God became flesh and dwelt among us to show us how to love each other.

Jesus is Perfect Love embodied. Love rejoices when the beloved rejoices and suffers when the beloved suffers. We are all God’s beloved children. From the beginning God has delighted in us and suffered with us. Jesus clothes that love in flesh so we can truly see it.

Reflecting on God as Relationship, I realize that Jesus could only love so creatively, so courageously, and so relentlessly in such an imperfect world because he knew himself to be perfectly Loved. The immanent, compassionate (co-suffering) love of Jesus was tethered to the transcendent, hope-fulfilling Love of the one he called Father. And because he knew himself to be loved, he could become a fathomless well of love poured out to the world.

Jesus showed those who thought themselves to be beyond Love’s boundaries that Love has no boundaries at all by entering into solidarity with them. And Jesus actively loves us when we feel most unloveable.
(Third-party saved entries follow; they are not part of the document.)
impl FirmwareHandle {
    pub fn new(tx: mpsc::Sender<FirmwareCommand>) -> Self {
        Self { tx }
    }

    async fn send(&self, command: FirmwareCommand) -> Result<(), FirmwareError> {
        self.tx.send(command).await.map_err(|_| FirmwareError::Disconnected)
    }

    /// Send a code and wait for the firmware's reply.
    pub async fn execute(&self, code: Code) -> Result<CodeResult, FirmwareError> {
        let (respond_to, response) = oneshot::channel();
        self.send(FirmwareCommand::Code { code, respond_to }).await?;
        response.await.map_err(|_| FirmwareError::Disconnected)?
    }

    /// Wait until the machine stands still and movement is locked for `channel`.
    pub async fn lock_movement(&self, channel: CodeChannel) -> Result<(), FirmwareError> {
        let (respond_to, response) = oneshot::channel();
        self.send(FirmwareCommand::Lock { channel, respond_to }).await?;
        response.await.map_err(|_| FirmwareError::Disconnected)?
    }

    pub async fn unlock(&self, channel: CodeChannel) -> Result<(), FirmwareError> {
        self.send(FirmwareCommand::Unlock { channel }).await
    }

    pub async fn set_object_model(&self, field: impl Into<String>, value: impl Into<String>) -> Result<(), FirmwareError> {
        self.send(FirmwareCommand::SetObjectModel {
            field: field.into(),
            value: value.into(),
        })
        .await
    }

    pub async fn print_started(&self, info: PrintStartedInfo) -> Result<(), FirmwareError> {
        self.send(FirmwareCommand::PrintStarted(info)).await
    }

    pub async fn print_stopped(&self, reason: PrintStoppedReason) -> Result<(), FirmwareError> {
        self.send(FirmwareCommand::PrintStopped(reason)).await
    }

    pub async fn macro_completed(&self, channel: CodeChannel, error: bool) -> Result<(), FirmwareError> {
        self.send(FirmwareCommand::MacroCompleted { channel, error }).await
    }

    pub async fn evaluate(&self, channel: CodeChannel, expression: impl Into<String>) -> Result<String, FirmwareError> {
        let (respond_to, response) = oneshot::channel();
        self.send(FirmwareCommand::Evaluate {
            channel,
            expression: expression.into(),
            respond_to,
        })
        .await?;
        response.await.map_err(|_| FirmwareError::Disconnected)?
    }

    pub async fn emergency_stop(&self) -> Result<(), FirmwareError> {
        self.send(FirmwareCommand::EmergencyStop).await
    }

    pub async fn reset(&self) -> Result<(), FirmwareError> {
        self.send(FirmwareCommand::Reset).await
    }

    pub async fn invalidate(&self, channel: Option<CodeChannel>, reason: impl Into<String>) -> Result<(), FirmwareError> {
        self.send(FirmwareCommand::Invalidate {
            channel,
            reason: reason.into(),
        })
        .await
    }
}

/// Services of the rest of the server the firmware task works with.
pub struct ControllerContext {
    pub model: ModelHandle,
    pub print: PrintManager,
    pub stacks: ExecutionStacks,
    pub aborts: Arc<ChannelAborts>,
}

#[derive(Debug)]
struct PendingCode {
    code: Code,
    data: Vec<u8>,
    result: CodeResult,
    respond_to: oneshot::Sender<Result<CodeResult, FirmwareError>>,
}

impl PendingCode {
    fn complete(self) {
        let _ = self.respond_to.send(Ok(self.result));
    }

    fn resolve(self, message_type: MessageType, message: &str) {
        let _ = self.respond_to.send(Ok(CodeResult::from_message(message_type, message)));
    }
}

#[derive(Debug, Default)]
struct ChannelState {
    queued: VecDeque<PendingCode>,
    /// Codes sent and awaiting their reply; the last one is the innermost.
    in_flight: Vec<PendingCode>,
    lock_waiters: Vec<oneshot::Sender<Result<(), FirmwareError>>>,
}

struct PendingEvaluation {
    expression: String,
    respond_to: oneshot::Sender<Result<String, FirmwareError>>,
}

/// The transfer cycle task.
pub struct FirmwareController<L: Link> {
    framer: Framer<L>,
    writer: PacketWriter,
    commands: mpsc::Receiver<FirmwareCommand>,
    events: mpsc::UnboundedSender<FirmwareEvent>,
    context: ControllerContext,
    channels: [ChannelState; CHANNEL_COUNT],
    outbox: VecDeque<HostRequest>,
    resends: Vec<u16>,
    partial_reply: String,
    evaluations: VecDeque<PendingEvaluation>,
    reported_depths: Vec<(CodeChannel, u8)>,
    startup_modules: VecDeque<u8>,
    halted: bool,
    poll_interval: Duration,
    max_resets: u32,
    consecutive_resets: u32,
}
To follow Jesus is to open ourselves in vulnerability to the suffering that comes from active solidarity with the poor and despised. But it also means opening ourselves to the joy of recognizing the unconditional love God has for us and for all.

When we orient ourselves in the assurance of unconditional Love for everyone, we can begin to become instruments of that Love. Then we are empowered not only with compassion, but with the delight that comes from trusting the best in ourselves and seeing the best in others. Jesus had compassion and delight in abundance, because Jesus was in Love, because Jesus was Love.

Finally, Love is Welcoming.

I believe in an Open Trinity.

That is, I believe we are all welcomed into the Life of God.

We are already swept up in the eternal Dance of Love. It’s the ever-flowing current in which we live and move and have our being.

But we could spend our lives resisting the current, struggling to swim against it. We could spend our lives as children of Love blind to or dismissive of that Love. We might try to prove our “worthiness” or see rivals and enemies among our siblings.

Resistance to the full recognition that we are loved is part of being human. Or it’s a stage on the way to becoming fully human. We all fall into insecurity and anxiety, measuring our success and failures over and against others. Love carries us through, not condemning us for our resistance, but gently calling us to turn around and relax.

Jesus embodied Love because he was able to relax into being Loved.

And if we relax into Love, we can be Love too.

We can recognize our interconnection to everything and realize that our wellbeing is tied to nurturing and caring for each other, rather than in ignoring or living at the expense of the other.

The Spirit empowers us with the patience and compassion and courage and creativity to cultivate love for ourselves and others. And when we live into the image of Love in which we were made, we become Love. We become divine.

Reflecting Triune Love

Ultimately, the language of Trinity opens the mystery of God, the mystery of Love, for me to explore more deeply. I see Love as a Dance, with Lover and Beloved eternally delighting in each other. The Love that flows between them pours out to all of us, inviting us in.

Made in the image of Trinue Love, I see every relationship as a trinity. In every connection between two people, there are the people themselves and the energy between them that takes on a life of its own. That energy is holy when the people relate to each other in love, opening up new possibilities of wonder and joy that never would have been had they not come together and seen the best in each other.

When we love each other, we don’t just get swept up in the Dance of Love. We actively dance along.